Prompt: In the listing below, how many lines contain "disconnected"? Answer with the number alone.

___ Task material

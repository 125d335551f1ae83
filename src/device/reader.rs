//! One active read loop over one open port.
//!
//! A [`ReaderSession`] owns a dedicated thread that reads bytes, frames them, feeds each
//! message to the synth and posts it as a notification line. Creating the session opens the
//! port and starts the thread; stopping or dropping it shuts the thread down and releases the
//! port.

use std::sync::Arc;
use std::thread;
use std::time::Duration;

use crossbeam_channel::{Receiver, RecvTimeoutError};
use crossbeam_utils::atomic::AtomicCell;

use super::{DeviceDescriptor, MidiBackend, MidiPort};
use crate::config::BridgeConfig;
use crate::error::{DeviceError, SynthError};
use crate::framer::Framer;
use crate::message::MidiMessage;
use crate::notify::Notifier;
use crate::synth::SynthControl;

const READ_BUFFER: usize = 256;

/// What a reader thread needs besides its port.
#[derive(Clone)]
pub struct ReaderContext {
    pub synth: SynthControl,
    pub notifier: Notifier,
    pub read_timeout: Duration,
    pub stop_timeout: Duration,
}

impl ReaderContext {
    pub fn new(synth: SynthControl, notifier: Notifier, config: &BridgeConfig) -> Self {
        Self {
            synth,
            notifier,
            read_timeout: config.read_timeout(),
            stop_timeout: config.stop_timeout(),
        }
    }
}

/// Flags shared between a session handle and its thread.
struct Signals {
    shutdown: AtomicCell<bool>,
    alive: AtomicCell<bool>,
    disconnected: AtomicCell<bool>,
}

pub struct ReaderSession {
    device: DeviceDescriptor,
    port: usize,
    signals: Arc<Signals>,
    handle: Option<thread::JoinHandle<()>>,
    /// Disconnects when the reader thread exits.
    done: Receiver<()>,
    stop_timeout: Duration,
}

impl ReaderSession {
    /// Opens the first output port of `device` that the backend will hand out, starting at
    /// `port_index` and wrapping around, and starts reading it.
    pub fn start(
        backend: &dyn MidiBackend,
        device: &DeviceDescriptor,
        port_index: usize,
        ctx: &ReaderContext,
    ) -> Result<Self, DeviceError> {
        let ports = device.output_ports;
        if ports == 0 {
            return Err(DeviceError::NoReadablePort {
                device: device.name.clone(),
            });
        }
        let first = port_index % ports;
        let mut last_error = None;
        for port in (first..ports).chain(0..first) {
            match backend.open_port(device, port) {
                Ok(handle) => return Self::spawn(device.clone(), port, handle, ctx),
                Err(e) => {
                    log::warn!("[MIDI {}] {e}", device.name);
                    last_error = Some(e);
                }
            }
        }
        Err(last_error.unwrap_or(DeviceError::NoReadablePort {
            device: device.name.clone(),
        }))
    }

    fn spawn(
        device: DeviceDescriptor,
        port: usize,
        handle: Box<dyn MidiPort>,
        ctx: &ReaderContext,
    ) -> Result<Self, DeviceError> {
        let signals = Arc::new(Signals {
            shutdown: AtomicCell::new(false),
            alive: AtomicCell::new(true),
            disconnected: AtomicCell::new(false),
        });
        let thread_signals = signals.clone();
        let thread_ctx = ctx.clone();
        let name = device.name.clone();
        let (done_tx, done) = crossbeam_channel::bounded::<()>(0);

        let join = thread::Builder::new()
            .name(format!("midi-reader-{}", device.name))
            .spawn(move || {
                read_loop(handle, &name, &thread_ctx, &thread_signals);
                thread_signals.alive.store(false);
                drop(done_tx);
            })
            .map_err(|e| DeviceError::PortUnavailable {
                device: device.name.clone(),
                port,
                reason: format!("cannot spawn reader thread: {e}"),
            })?;

        Ok(Self {
            device,
            port,
            signals,
            handle: Some(join),
            done,
            stop_timeout: ctx.stop_timeout,
        })
    }

    pub fn device(&self) -> &DeviceDescriptor {
        &self.device
    }

    pub fn port(&self) -> usize {
        self.port
    }

    /// False once the read loop has exited, whether stopped or failed.
    pub fn is_alive(&self) -> bool {
        self.signals.alive.load()
    }

    /// True if the loop ended on a read error and already posted a disconnect line.
    pub fn reported_disconnect(&self) -> bool {
        self.signals.disconnected.load()
    }

    /// True once `stop()` has been asked for, even if the thread has not exited yet.
    pub fn is_stopping(&self) -> bool {
        self.signals.shutdown.load()
    }

    /// Signals the loop to end and waits, up to the stop timeout, for the port to be
    /// released. Returns `false` if the thread still holds the port; calling `stop()` again
    /// waits again. Once it has returned `true` it is a no-op.
    pub fn stop(&mut self) -> bool {
        self.signals.shutdown.store(true);
        if self.handle.is_none() {
            return true;
        }
        if let Err(RecvTimeoutError::Timeout) = self.done.recv_timeout(self.stop_timeout) {
            log::warn!(
                "[MIDI {}] reader still holds its port after {:?}",
                self.device.name,
                self.stop_timeout
            );
            return false;
        }
        if let Some(handle) = self.handle.take() {
            if handle.join().is_err() {
                log::error!("[MIDI {}] reader thread panicked", self.device.name);
            }
        }
        true
    }
}

impl Drop for ReaderSession {
    fn drop(&mut self) {
        if !self.stop() {
            log::warn!("[MIDI {}] detaching reader thread", self.device.name);
        }
    }
}

fn read_loop(mut port: Box<dyn MidiPort>, name: &str, ctx: &ReaderContext, signals: &Signals) {
    log::info!("[MIDI {}] reader started", name);
    let mut framer = Framer::new();
    let mut buf = [0u8; READ_BUFFER];
    let mut warned_no_bank = false;

    while !signals.shutdown.load() {
        match port.read(&mut buf, ctx.read_timeout) {
            Ok(0) => {}
            Ok(n) => {
                log::trace!("[MIDI {}] {:02X?}", name, &buf[..n]);
                for msg in framer.feed(&buf[..n]) {
                    dispatch(&msg, name, ctx, &mut warned_no_bank);
                }
            }
            Err(e) => {
                if !signals.shutdown.load() {
                    log::warn!("[MIDI {}] {e}", name);
                    signals.disconnected.store(true);
                    ctx.notifier.send(format!("Disconnect: {name}"));
                }
                break;
            }
        }
    }

    drop(port);
    if framer.resyncs() > 0 {
        log::debug!("[MIDI {}] {} byte(s) skipped to resync", name, framer.resyncs());
    }
    log::info!("[MIDI {}] reader stopped", name);
}

fn dispatch(msg: &MidiMessage, name: &str, ctx: &ReaderContext, warned_no_bank: &mut bool) {
    match ctx.synth.consume_event(msg) {
        Ok(()) => {}
        Err(SynthError::NoBankLoaded) if !*warned_no_bank => {
            log::warn!("[MIDI {}] no instrument bank loaded, dropping events", name);
            *warned_no_bank = true;
        }
        Err(e) => log::debug!("[MIDI {}] {msg}: {e}", name),
    }
    ctx.notifier.send(msg.to_string());
}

______

Response area: 4